_YOUR OBJECTIVE:_ Identify all lines of the data containing the string "behaviours" and copy them.

(Source records)

------------------------------------

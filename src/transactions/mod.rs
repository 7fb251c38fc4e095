//! Transaction behaviours.
//!
//! Every transaction type the gateway offers is a trait with a default async
//! method that stages the transaction specific fields and submits the request.
//! Payment method types opt into the behaviours they support with empty `impl`
//! blocks; see [`crate::payment_methods`].

pub mod frame;

use crate::errors::{HeidelpayError, Result};
use crate::payment_methods::{PaymentMethod, PaymentMethodDescriptor};
use crate::types::{Request, Response, SDK_NAME, SDK_VERSION};
use crate::utils::is_valid_payment_code;
use async_trait::async_trait;
use std::sync::Arc;
use strum::{Display, EnumIter, IntoStaticStr};

/// Kind of operation against the gateway.
#[derive(Debug, Clone, Copy, PartialEq, Eq, Hash, Display, EnumIter, IntoStaticStr)]
#[strum(serialize_all = "snake_case")]
pub enum TransactionType {
    /// Reserve an amount, or start an online transfer
    Authorize,
    /// Charge an amount directly
    Debit,
    /// Store account data for later transactions
    Registration,
    /// Capture a previous authorization
    Capture,
    /// Pay back a captured or debited amount
    Refund,
    /// Cancel an authorization
    Reversal,
    /// Charge again on a previous transaction
    Rebill,
    /// Authorize on a stored registration
    AuthorizeOnRegistration,
    /// Debit on a stored registration
    DebitOnRegistration,
}

impl TransactionType {
    /// Two letter code appended to the payment code, e.g. `PA`.
    pub const fn code(&self) -> &'static str {
        match self {
            TransactionType::Authorize | TransactionType::AuthorizeOnRegistration => "PA",
            TransactionType::Debit | TransactionType::DebitOnRegistration => "DB",
            TransactionType::Registration => "RG",
            TransactionType::Capture => "CP",
            TransactionType::Refund => "RF",
            TransactionType::Reversal => "RV",
            TransactionType::Rebill => "RB",
        }
    }

    /// Whether the transaction operates on an earlier one and therefore needs
    /// `IDENTIFICATION.REFERENCEID`.
    pub const fn requires_reference(&self) -> bool {
        !matches!(
            self,
            TransactionType::Authorize | TransactionType::Debit | TransactionType::Registration
        )
    }
}

fn ensure_reference(payment_reference_id: &str) -> Result<()> {
    if payment_reference_id.trim().is_empty() {
        return Err(HeidelpayError::MissingField(
            "IDENTIFICATION.REFERENCEID".to_string(),
        ));
    }
    Ok(())
}

fn ensure_supported(
    descriptor: &PaymentMethodDescriptor,
    transaction: TransactionType,
) -> Result<()> {
    if !descriptor.supports(transaction) {
        return Err(HeidelpayError::UnsupportedTransaction {
            method: descriptor.name(),
            transaction: transaction.into(),
        });
    }
    if !is_valid_payment_code(descriptor.payment_code()) {
        return Err(HeidelpayError::InvalidPaymentCode(
            descriptor.payment_code().to_string(),
        ));
    }
    Ok(())
}

/// Runs every step of `transaction` except sending.
///
/// The method's staged request is taken and replaced with a fresh one, so a
/// request is never sent twice. Nothing is taken when validation fails.
pub fn prepare_request<M: PaymentMethod + ?Sized>(
    method: &mut M,
    transaction: TransactionType,
) -> Result<Request> {
    let descriptor = method.descriptor();
    ensure_supported(descriptor, transaction)?;

    if transaction.requires_reference() {
        let reference_id = method.request().identification.reference_id.as_deref();
        ensure_reference(reference_id.unwrap_or_default())?;
    }

    let mut request = method.take_request();
    if descriptor.uses_payment_frame() {
        frame::stage_default_frame(&mut request.frontend, transaction);
    }
    request.payment.code = Some(format!(
        "{}.{}",
        descriptor.payment_code(),
        transaction.code()
    ));
    if let Some(brand) = descriptor.brand() {
        request.account.brand = Some(brand.to_string());
    }
    request.criterion.payment_method = Some(descriptor.name().to_string());
    request.criterion.sdk_name = Some(SDK_NAME.to_string());
    request.criterion.sdk_version = Some(SDK_VERSION.to_string());

    tracing::debug!(
        payment_method = descriptor.name(),
        payment_code = request.payment.code.as_deref(),
        %transaction,
        "prepared transaction"
    );

    Ok(request)
}

/// Prepares `transaction` and posts it through the gateway's transport.
pub async fn submit<M: PaymentMethod + ?Sized>(
    method: &mut M,
    transaction: TransactionType,
) -> Result<Response> {
    let request = prepare_request(method, transaction)?;
    let form = request.to_form()?;
    let gateway = Arc::clone(method.gateway());

    let response = gateway
        .transport()
        .submit(gateway.payment_url(), &form)
        .await?;

    let payment_method = method.descriptor().name();
    if response.is_success() {
        tracing::info!(
            payment_method,
            %transaction,
            unique_id = response.unique_id(),
            pending = response.is_pending(),
            "transaction acknowledged"
        );
    } else {
        let error = response.error();
        tracing::warn!(
            payment_method,
            %transaction,
            return_code = %error.code,
            message = %error.message,
            "transaction rejected"
        );
    }

    Ok(response)
}

async fn submit_referenced<M: PaymentMethod + ?Sized>(
    method: &mut M,
    transaction: TransactionType,
    payment_reference_id: &str,
) -> Result<Response> {
    ensure_supported(method.descriptor(), transaction)?;
    ensure_reference(payment_reference_id)?;

    let request = method.request_mut();
    request.identification.reference_id = Some(payment_reference_id.to_string());
    request.frontend.enabled = false;

    submit(method, transaction).await
}

/// Authorization.
///
/// Depending on the payment method this either reserves the amount on the
/// customer's account or, for online transfers like Sofort or Giropay, only
/// obtains the redirect to the third party's system.
#[async_trait]
pub trait Authorize: PaymentMethod {
    /// Submits an authorization (`PA`).
    async fn authorize(&mut self) -> Result<Response> {
        submit(self, TransactionType::Authorize).await
    }
}

/// Debit: charges the customer's account directly.
#[async_trait]
pub trait Debit: PaymentMethod {
    /// Submits a debit (`DB`).
    async fn debit(&mut self) -> Result<Response> {
        submit(self, TransactionType::Debit).await
    }
}

/// Registration.
///
/// Stores the customer's account data at the gateway. The returned reference
/// id can be charged later, also for recurring payments.
#[async_trait]
pub trait Registration: PaymentMethod {
    /// Submits a registration (`RG`).
    async fn registration(&mut self) -> Result<Response> {
        submit(self, TransactionType::Registration).await
    }
}

/// Authorization on an earlier registration.
#[async_trait]
pub trait AuthorizeOnRegistration: PaymentMethod {
    /// Authorizes against the registration identified by `payment_reference_id`.
    async fn authorize_on_registration(&mut self, payment_reference_id: &str) -> Result<Response> {
        submit_referenced(
            self,
            TransactionType::AuthorizeOnRegistration,
            payment_reference_id,
        )
        .await
    }
}

/// Debit on an earlier registration.
#[async_trait]
pub trait DebitOnRegistration: PaymentMethod {
    /// Debits the registration identified by `payment_reference_id`.
    async fn debit_on_registration(&mut self, payment_reference_id: &str) -> Result<Response> {
        submit_referenced(self, TransactionType::DebitOnRegistration, payment_reference_id).await
    }
}

/// Capture of an authorized amount.
#[async_trait]
pub trait Capture: PaymentMethod {
    /// Captures the authorization identified by `payment_reference_id`.
    async fn capture(&mut self, payment_reference_id: &str) -> Result<Response> {
        submit_referenced(self, TransactionType::Capture, payment_reference_id).await
    }
}

/// Refund.
#[async_trait]
pub trait Refund: PaymentMethod {
    /// Refunds the debit or capture identified by `payment_reference_id`.
    async fn refund(&mut self, payment_reference_id: &str) -> Result<Response> {
        submit_referenced(self, TransactionType::Refund, payment_reference_id).await
    }
}

/// Reversal.
#[async_trait]
pub trait Reversal: PaymentMethod {
    /// Reverses the authorization identified by `payment_reference_id`.
    async fn reversal(&mut self, payment_reference_id: &str) -> Result<Response> {
        submit_referenced(self, TransactionType::Reversal, payment_reference_id).await
    }
}

/// Rebill.
#[async_trait]
pub trait Rebill: PaymentMethod {
    /// Charges again on the transaction identified by `payment_reference_id`.
    async fn rebill(&mut self, payment_reference_id: &str) -> Result<Response> {
        submit_referenced(self, TransactionType::Rebill, payment_reference_id).await
    }
}

#[cfg(test)]
mod tests {
    use super::*;
    use strum::IntoEnumIterator;

    #[test]
    fn test_transaction_codes() {
        assert_eq!(TransactionType::Authorize.code(), "PA");
        assert_eq!(TransactionType::AuthorizeOnRegistration.code(), "PA");
        assert_eq!(TransactionType::Debit.code(), "DB");
        assert_eq!(TransactionType::DebitOnRegistration.code(), "DB");
        assert_eq!(TransactionType::Registration.code(), "RG");
        assert_eq!(TransactionType::Capture.code(), "CP");
        assert_eq!(TransactionType::Refund.code(), "RF");
        assert_eq!(TransactionType::Reversal.code(), "RV");
        assert_eq!(TransactionType::Rebill.code(), "RB");
    }

    #[test]
    fn test_reference_requirement() {
        let referenced: Vec<_> = TransactionType::iter()
            .filter(TransactionType::requires_reference)
            .collect();

        assert_eq!(referenced.len(), 6);
        assert!(!TransactionType::Authorize.requires_reference());
        assert!(TransactionType::Capture.requires_reference());
        assert!(TransactionType::DebitOnRegistration.requires_reference());
    }

    #[test]
    fn test_blank_reference_is_missing() {
        assert!(ensure_reference("31HA07BC8108A9126F199F2784552637").is_ok());
        for blank in ["", "   "] {
            let err = ensure_reference(blank).unwrap_err();
            assert!(matches!(err, HeidelpayError::MissingField(field) if field == "IDENTIFICATION.REFERENCEID"));
        }
    }

    #[test]
    fn test_display() {
        assert_eq!(TransactionType::Authorize.to_string(), "authorize");
        assert_eq!(
            TransactionType::AuthorizeOnRegistration.to_string(),
            "authorize_on_registration"
        );
        let name: &'static str = TransactionType::Rebill.into();
        assert_eq!(name, "rebill");
    }
}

------------------------------------

_SOLUTION FOR THIS PROBLEM:_
//! Transaction behaviours.
//! Payment method types opt into the behaviours they support with empty `impl`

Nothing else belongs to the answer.